Here is a small test case. It appears to me that an {Array.<string>}
is sneaking past an {Array.<number>}
check, although a {string}
is correctly blocked by the same check. I am a little new to GC, is this an error on my part?
I've pasted this to the Google Closure Service, and I'm showing only one of two expected errors (Sept 12 2013). I've double-tested this on my local jar file (newest, v20130823) with ADVANCED_OPTIMIZATIONS
and warning_level VERBOSE
. It still looks like the {Array.<string>}
sneaks by.
Docs: Annotating for Google Closure
Thanks in advance for your input.
// ==ClosureCompiler==
// @output_file_name default.js
// @compilation_level ADVANCED_OPTIMIZATIONS
// @warning_level VERBOSE
// @language ECMASCRIPT5
// ==/ClosureCompiler==
/**
no warning, as expected:
@type {Array.<number>}
*/
var a = [1,2,3,4];
/**
warning! Type mismatch as expected:
@type {Array.<number>}
*/
var b = 'mismatch'; // {string} does not match {Array.<number>}
/**
no warning, but Type mismatch was expected:
@type {Array.<number>}
*/
var c = ['foo','bar']; // {Array.<string>} should not match {Array.<number>}
// prevent compile-to-zero
alert(a);
alert(b);
alert(c);
note: I've taken a close look at this related question, where the type of Array.push() was manually filled in. This question concerns initialization, though. If I take his corrected code and init all of his arrays with garbage data, as above, GC fails to catch the garbage in his case as well.

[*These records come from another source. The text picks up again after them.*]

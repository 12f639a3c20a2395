//! Descriptor configuration for stderred.
//!
//! This module decides, once per process, which output descriptors get
//! colorized and with which escape sequences:
//! - Program exclusion (`bash`, plus an optional blacklist pattern)
//! - Terminal detection per descriptor
//! - Begin-sequence lookup with per-descriptor, per-stream and default values
//!
//! # Environment
//!
//! ```text
//! STDERRED_BLACKLIST='^(bash|vim)$'      # extended regex over the program name
//! STDERRED_ESC_CODE_FD3=$'\e[35m'        # descriptor 3
//! STDERRED_ESC_CODE_STDOUT=$'\e[36m'     # descriptor 1
//! STDERRED_ESC_CODE_STDERR=$'\e[1;31m'   # descriptor 2
//! STDERRED_ESC_CODE=$'\e[33m'            # descriptor 2, lowest precedence
//! ```
//!
//! Values are written verbatim. A variable that is set but empty switches its
//! descriptor off.

use std::array;
use std::ffi::{OsStr, OsString};
use std::os::unix::ffi::{OsStrExt, OsStringExt};

use libc::c_int;
use regex::bytes::Regex;
use thiserror::Error;
use tracing::{debug, info, warn};

/// Number of descriptors the table covers (0..=9)
pub const TABLE_SIZE: usize = 10;

/// Per-descriptor variables are only consulted below this descriptor number
pub const FD_ENV_LOOKUP_LIMIT: usize = 1024;

/// Program that is never colorized (its line editor tracks the cursor itself)
pub const EXCLUDED_PROGRAM: &str = "bash";

pub const BLACKLIST_VAR: &str = "STDERRED_BLACKLIST";
pub const FD_VAR_PREFIX: &str = "STDERRED_ESC_CODE_FD";
pub const STDOUT_VAR: &str = "STDERRED_ESC_CODE_STDOUT";
pub const STDERR_VAR: &str = "STDERRED_ESC_CODE_STDERR";
pub const GENERIC_VAR: &str = "STDERRED_ESC_CODE";

/// Default begin sequence for stdout (green)
pub const DEFAULT_STDOUT_BEGIN: &[u8] = b"\x1b[32m";
/// Default begin sequence for stderr (red)
pub const DEFAULT_STDERR_BEGIN: &[u8] = b"\x1b[31m";
/// End sequence for every colorized descriptor
pub const RESET: &[u8] = b"\x1b[0m";

#[derive(Error, Debug)]
pub enum ConfigError {
    #[error("Invalid STDERRED_BLACKLIST pattern {pattern:?}: {source}")]
    InvalidPattern {
        pattern: String,
        #[source]
        source: regex::Error,
    },

    #[error("STDERRED_BLACKLIST is not valid UTF-8")]
    NonUnicodePattern,
}

/// Where the resolver reads its inputs from.
pub trait Environment {
    /// Value of an environment variable, if set
    fn var(&self, name: &str) -> Option<OsString>;

    /// Whether the descriptor is connected to a terminal
    fn is_terminal(&self, fd: c_int) -> bool;
}

/// The real process environment
pub struct ProcessEnvironment;

impl Environment for ProcessEnvironment {
    fn var(&self, name: &str) -> Option<OsString> {
        std::env::var_os(name)
    }

    fn is_terminal(&self, fd: c_int) -> bool {
        unsafe { libc::isatty(fd) == 1 }
    }
}

/// Begin/end escape sequences around a colorized write.
///
/// Both sequences are non-empty; an empty begin sequence cannot be built.
#[derive(Debug, Clone, PartialEq, Eq)]
pub struct Bracket {
    begin: Vec<u8>,
    end: &'static [u8],
}

impl Bracket {
    /// Bracket with the given begin sequence and the reset end sequence
    pub fn new(begin: Vec<u8>) -> Option<Self> {
        if begin.is_empty() {
            return None;
        }
        Some(Self { begin, end: RESET })
    }

    pub fn begin(&self) -> &[u8] {
        &self.begin
    }

    pub fn end(&self) -> &[u8] {
        self.end
    }
}

/// Colorization settings of one descriptor
#[derive(Debug, Clone, Default, PartialEq, Eq)]
pub struct DescriptorConfig {
    /// `Some` when the descriptor is colorized
    bracket: Option<Bracket>,
}

static DISABLED: DescriptorConfig = DescriptorConfig { bracket: None };

impl DescriptorConfig {
    pub fn enabled(bracket: Bracket) -> Self {
        Self {
            bracket: Some(bracket),
        }
    }

    pub fn is_enabled(&self) -> bool {
        self.bracket.is_some()
    }

    pub fn bracket(&self) -> Option<&Bracket> {
        self.bracket.as_ref()
    }
}

/// Per-descriptor settings for descriptors `0..TABLE_SIZE`.
///
/// Built once by [`ConfigurationTable::resolve`]; nothing mutates it
/// afterwards.
#[derive(Debug, Clone, PartialEq, Eq)]
pub struct ConfigurationTable {
    slots: [DescriptorConfig; TABLE_SIZE],
}

impl Default for ConfigurationTable {
    fn default() -> Self {
        Self::disabled()
    }
}

impl ConfigurationTable {
    /// Table with every descriptor disabled
    pub fn disabled() -> Self {
        Self {
            slots: array::from_fn(|_| DescriptorConfig::default()),
        }
    }

    /// Build the table for `program` from `env`.
    pub fn resolve(env: &impl Environment, program: &OsStr) -> Self {
        match is_excluded(env, program) {
            Ok(false) => {}
            Ok(true) => {
                info!(program = %program.to_string_lossy(), "program excluded, colorization disabled");
                return Self::disabled();
            }
            Err(e) => {
                warn!("{}; colorization disabled", e);
                return Self::disabled();
            }
        }

        Self {
            slots: array::from_fn(|fd| resolve_descriptor(env, fd)),
        }
    }

    /// Settings for `fd`; out-of-range descriptors are always disabled
    pub fn get(&self, fd: c_int) -> &DescriptorConfig {
        usize::try_from(fd)
            .ok()
            .and_then(|fd| self.slots.get(fd))
            .unwrap_or(&DISABLED)
    }

    pub fn bracket(&self, fd: c_int) -> Option<&Bracket> {
        self.get(fd).bracket()
    }

    pub fn is_enabled(&self, fd: c_int) -> bool {
        self.get(fd).is_enabled()
    }

    /// Descriptors that are colorized
    pub fn enabled_descriptors(&self) -> impl Iterator<Item = c_int> + '_ {
        self.slots
            .iter()
            .enumerate()
            .filter(|(_, slot)| slot.is_enabled())
            .map(|(fd, _)| fd as c_int)
    }
}

/// Whether the whole process opts out of colorization.
fn is_excluded(env: &impl Environment, program: &OsStr) -> Result<bool, ConfigError> {
    if program == EXCLUDED_PROGRAM {
        return Ok(true);
    }

    let Some(pattern) = env.var(BLACKLIST_VAR) else {
        return Ok(false);
    };
    let pattern = pattern.into_string().map_err(|_| ConfigError::NonUnicodePattern)?;
    let regex = Regex::new(&pattern).map_err(|source| ConfigError::InvalidPattern {
        pattern: pattern.clone(),
        source,
    })?;
    Ok(regex.is_match(program.as_bytes()))
}

fn resolve_descriptor(env: &impl Environment, fd: usize) -> DescriptorConfig {
    // Redirected descriptors are never colorized, whatever the environment says
    if !env.is_terminal(fd as c_int) {
        return DescriptorConfig::default();
    }

    let begin = override_sequence(env, fd).or_else(|| default_sequence(fd).map(<[u8]>::to_vec));
    match begin.and_then(Bracket::new) {
        Some(bracket) => {
            debug!(fd, "descriptor colorized");
            DescriptorConfig::enabled(bracket)
        }
        None => DescriptorConfig::default(),
    }
}

/// First environment override set for `fd`, in precedence order.
fn override_sequence(env: &impl Environment, fd: usize) -> Option<Vec<u8>> {
    override_vars(fd).into_iter().find_map(|name| {
        let value = env.var(&name)?;
        debug!(fd, var = %name, "begin sequence from environment");
        Some(value.into_vec())
    })
}

/// Variables consulted for `fd`, highest precedence first
fn override_vars(fd: usize) -> Vec<String> {
    let mut names = Vec::with_capacity(3);
    if fd < FD_ENV_LOOKUP_LIMIT {
        names.push(format!("{}{}", FD_VAR_PREFIX, fd));
    }
    match fd {
        1 => names.push(STDOUT_VAR.to_string()),
        2 => {
            names.push(STDERR_VAR.to_string());
            names.push(GENERIC_VAR.to_string());
        }
        _ => {}
    }
    names
}

fn default_sequence(fd: usize) -> Option<&'static [u8]> {
    match fd {
        1 => Some(DEFAULT_STDOUT_BEGIN),
        2 => Some(DEFAULT_STDERR_BEGIN),
        _ => None,
    }
}
//! Diagnostic helpers: `perror`, `err_set_file` and the shared bracketing
//! used by the warn/err and error families.

use libc::{c_char, c_int, c_void};
use tracing::debug;

use super::{real, stdio, sys};
use crate::config::{Bracket, ConfigurationTable};
use crate::core::diagnostic::{bracketed, DiagnosticTarget};
use crate::core::state;

/// Flush pending stdout output so diagnostics stay ordered after it.
pub(crate) fn flush_stdout() {
    unsafe {
        libc::fflush(sys::stdout_stream());
    }
}

/// Run a real diagnostic primitive between `target`'s begin and end
/// sequences, written with the raw `write` to the target descriptor.
pub(crate) fn around<R>(target: Option<(c_int, &Bracket)>, body: impl FnOnce() -> R) -> R {
    let Some((fd, bracket)) = target else {
        return body();
    };
    let write = |bytes: &[u8]| unsafe { (real::WRITE.get())(fd, bytes.as_ptr().cast(), bytes.len()) };
    bracketed(Some(bracket), write, body)
}

/// Standard error's own bracket (for helpers that always print there)
#[cfg_attr(not(feature = "c-variadic"), allow(dead_code))]
pub(crate) fn stderr_target() -> Option<(c_int, &'static Bracket)> {
    state::bracket(libc::STDERR_FILENO).map(|bracket| (libc::STDERR_FILENO, bracket))
}

/// `perror` text: `"<msg>: <strerror>\n"`, or just the error text when
/// `msg` is null or empty.
pub(crate) fn perror_message(msg: Option<&[u8]>, description: &[u8]) -> Vec<u8> {
    let mut text = Vec::with_capacity(description.len() + 2 + msg.map_or(0, <[u8]>::len));
    if let Some(msg) = msg.filter(|msg| !msg.is_empty()) {
        text.extend_from_slice(msg);
        text.extend_from_slice(b": ");
    }
    text.extend_from_slice(description);
    text.push(b'\n');
    text
}

#[cfg_attr(all(not(test), not(target_vendor = "apple")), no_mangle)]
pub unsafe extern "C" fn perror(msg: *const c_char) {
    let code = sys::errno();
    flush_stdout();

    let msg = (!msg.is_null()).then(|| std::ffi::CStr::from_ptr(msg).to_bytes());
    let text = perror_message(msg, &sys::strerror(code));
    stdio::fwrite(text.as_ptr().cast(), 1, text.len(), sys::stderr_stream());

    // perror leaves errno alone
    sys::set_errno(code);
}

#[cfg_attr(all(not(test), not(target_vendor = "apple")), no_mangle)]
pub unsafe extern "C" fn err_set_file(fp: *mut c_void) {
    (real::ERR_SET_FILE.get())(fp);
    retarget(&state::DIAGNOSTICS, state::table(), fp);
}

/// Point `target` at the stream `err_set_file` selected.
pub(crate) unsafe fn retarget(
    target: &DiagnosticTarget,
    table: Option<&ConfigurationTable>,
    fp: *mut c_void,
) -> bool {
    // A null stream means "back to stderr"
    let fd = (!fp.is_null()).then(|| libc::fileno(fp.cast()));
    let colorize = target.set_target(table, fd);
    debug!(?fd, colorize, "diagnostic target changed");
    colorize
}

Edited: added warning_level VERBOSE
and language ECMASCRIPT5
to the header on the test case, just to be sure. {Array.<string>}
still not detected.
This is a limitation of the current type checker. The right had side is typed as "Array
" (aka Array<?>
) not "Array<number>
" or "Array<string>
" respectively, which is allowed to be assigned to any type.
It is possible to enhance to type type checker for this specific case, but it quickly breaks down in more complex cases due to the fact arrays are mutable in JavaScript. That is if "[11]" were typed to Array<number>
then adding any other type would be illegal but arrays are generally not homogeneous consider:
var args = [];
args[0] = 1;
args[1] = 'foo';
So the type of Array must not be limited to initial type by default.